Storage Setup
Every environment needs a persistent directory that the container mounts as /scratch.
Model weights, datasets, and checkpoints all live here — nothing important is written
inside the container itself.
The /scratch layout
$SCRATCH/
.cache/huggingface/ ← base model weights (~10 GB, downloaded once)
.cache/lerobot/ ← dataset videos and parquet files
outputs/ ← training checkpoints
Set SCRATCH for your environment
How it works
The container always sees /scratch. The launcher (scripts/train.sh) binds
your $SCRATCH path to /scratch inside the container — whether via
singularity run -B or docker run -v. The training config hardcodes
/scratch-relative paths so it works identically in every environment.
This means:
- HPC parallel filesystem (Lustre/GPFS), cloud block storage (EBS, PD), and FUSE-mounted object storage (GCS, S3) all work the same way.

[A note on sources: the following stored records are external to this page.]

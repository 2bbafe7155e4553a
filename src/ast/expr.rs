//! Expression AST family (§3: `Const`, `Name`, `Getattr`, ...).

use crate::error::Span;

#[cfg_attr(feature = "bytecode-cache", derive(serde::Serialize, serde::Deserialize))]
#[derive(Debug, Clone, PartialEq)]
pub enum Literal {
    Str(String),
    Int(i64),
    Float(f64),
    Bool(bool),
    None,
}

#[cfg_attr(feature = "bytecode-cache", derive(serde::Serialize, serde::Deserialize))]
#[derive(Debug, Clone, Copy, PartialEq, Eq)]
pub enum BinOpKind {
    Add,
    Sub,
    Mul,
    Div,
    FloorDiv,
    Mod,
    Pow,
}

#[cfg_attr(feature = "bytecode-cache", derive(serde::Serialize, serde::Deserialize))]
#[derive(Debug, Clone, Copy, PartialEq, Eq)]
pub enum UnaryOpKind {
    Neg,
    Pos,
    Not,
}

#[cfg_attr(feature = "bytecode-cache", derive(serde::Serialize, serde::Deserialize))]
#[derive(Debug, Clone, Copy, PartialEq, Eq)]
pub enum CompareOp {
    Eq,
    Ne,
    Lt,
    Le,
    Gt,
    Ge,
    In,
    NotIn,
}

#[cfg_attr(feature = "bytecode-cache", derive(serde::Serialize, serde::Deserialize))]
#[derive(Debug, Clone, Copy, PartialEq, Eq)]
pub enum BoolOpKind {
    And,
    Or,
}

/// An immutable, tagged expression node. Every node carries the `Span` of
/// its leading token so compile/runtime errors can point at it.
#[cfg_attr(feature = "bytecode-cache", derive(serde::Serialize, serde::Deserialize))]
#[derive(Debug, Clone, PartialEq)]
pub struct Expr {
    pub span: Span,
    pub kind: ExprKind,
}

#[cfg_attr(feature = "bytecode-cache", derive(serde::Serialize, serde::Deserialize))]
#[derive(Debug, Clone, PartialEq)]
pub enum ExprKind {
    Const(Literal),
    Name(String),
    Getattr {
        base: Box<Expr>,
        attr: String,
        optional: bool,
    },
    Getitem {
        base: Box<Expr>,
        index: Box<Expr>,
        optional: bool,
    },
    Slice {
        base: Box<Expr>,
        start: Option<Box<Expr>>,
        stop: Option<Box<Expr>>,
        step: Option<Box<Expr>>,
    },
    FuncCall {
        callee: Box<Expr>,
        args: Vec<Expr>,
        kwargs: Vec<(String, Expr)>,
        optional: bool,
    },
    Filter {
        value: Box<Expr>,
        name: String,
        args: Vec<Expr>,
        kwargs: Vec<(String, Expr)>,
    },
    InlinedFilter {
        value: Box<Expr>,
        method: String,
    },
    Test {
        value: Box<Expr>,
        name: String,
        args: Vec<Expr>,
        negated: bool,
    },
    BinOp {
        op: BinOpKind,
        lhs: Box<Expr>,
        rhs: Box<Expr>,
    },
    UnaryOp {
        op: UnaryOpKind,
        operand: Box<Expr>,
    },
    Compare {
        first: Box<Expr>,
        rest: Vec<(CompareOp, Expr)>,
    },
    BoolOp {
        op: BoolOpKind,
        values: Vec<Expr>,
    },
    CondExpr {
        test: Box<Expr>,
        then_branch: Box<Expr>,
        else_branch: Option<Box<Expr>>,
    },
    List(Vec<Expr>),
    Dict(Vec<(Expr, Expr)>),
    Tuple(Vec<Expr>),
    Concat(Vec<Expr>),
    Range {
        start: Box<Expr>,
        stop: Box<Expr>,
    },
    NullCoalesce {
        lhs: Box<Expr>,
        rhs: Box<Expr>,
    },
}

impl Expr {
    pub fn new(span: Span, kind: ExprKind) -> Self {
        Self { span, kind }
    }

    /// True for literal/constant-foldable leaves; used by the optimizer's
    /// constant-folding pass to decide whether an expression is "already a
    /// constant" without re-walking it.
    pub fn is_const(&self) -> bool {
        matches!(self.kind, ExprKind::Const(_))
    }

    pub fn as_const(&self) -> Option<&Literal> {
        match &self.kind {
            ExprKind::Const(lit) => Some(lit),
            _ => None,
        }
    }

    /// Walks all identifier names referenced anywhere within this
    /// expression tree (used by introspection's dependency analysis).
    pub fn collect_names(&self, out: &mut Vec<String>) {
        match &self.kind {
            ExprKind::Const(_) => {}
            ExprKind::Name(name) => out.push(name.clone()),
            ExprKind::Getattr { base, .. } => base.collect_names(out),
            ExprKind::Getitem { base, index, .. } => {
                base.collect_names(out);
                index.collect_names(out);
            }
            ExprKind::Slice {
                base,
                start,
                stop,
                step,
            } => {
                base.collect_names(out);
                for e in [start, stop, step].into_iter().flatten() {
                    e.collect_names(out);
                }
            }
            ExprKind::FuncCall {
                callee,
                args,
                kwargs,
                ..
            } => {
                callee.collect_names(out);
                for a in args {
                    a.collect_names(out);
                }
                for (_, v) in kwargs {
                    v.collect_names(out);
                }
            }
            ExprKind::Filter {
                value, args, kwargs, ..
            } => {
                value.collect_names(out);
                for a in args {
                    a.collect_names(out);
                }
                for (_, v) in kwargs {
                    v.collect_names(out);
                }
            }
            ExprKind::InlinedFilter { value, .. } => value.collect_names(out),
            ExprKind::Test { value, args, .. } => {
                value.collect_names(out);
                for a in args {
                    a.collect_names(out);
                }
            }
            ExprKind::BinOp { lhs, rhs, .. } => {
                lhs.collect_names(out);
                rhs.collect_names(out);
            }
            ExprKind::UnaryOp { operand, .. } => operand.collect_names(out),
            ExprKind::Compare { first, rest } => {
                first.collect_names(out);
                for (_, e) in rest {
                    e.collect_names(out);
                }
            }
            ExprKind::BoolOp { values, .. } => {
                for v in values {
                    v.collect_names(out);
                }
            }
            ExprKind::CondExpr {
                test,
                then_branch,
                else_branch,
            } => {
                test.collect_names(out);
                then_branch.collect_names(out);
                if let Some(e) = else_branch {
                    e.collect_names(out);
                }
            }
            ExprKind::List(items) | ExprKind::Tuple(items) | ExprKind::Concat(items) => {
                for i in items {
                    i.collect_names(out);
                }
            }
            ExprKind::Dict(pairs) => {
                for (k, v) in pairs {
                    k.collect_names(out);
                    v.collect_names(out);
                }
            }
            ExprKind::Range { start, stop } => {
                start.collect_names(out);
                stop.collect_names(out);
            }
            ExprKind::NullCoalesce { lhs, rhs } => {
                lhs.collect_names(out);
                rhs.collect_names(out);
            }
        }
    }
}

- Model weights are cached on first download and reused across runs as long as
$SCRATCHpoints to persistent storage. - Checkpoints survive container exit because they are written to the host filesystem.
Kubernetes
For Kubernetes, PersistentVolumeClaims in k8s/training-job.yaml replace the
bind-mount. The underlying storage (EBS, Filestore, GCS) is configured in the
PVC spec — the container still reads /scratch via a volumeMount.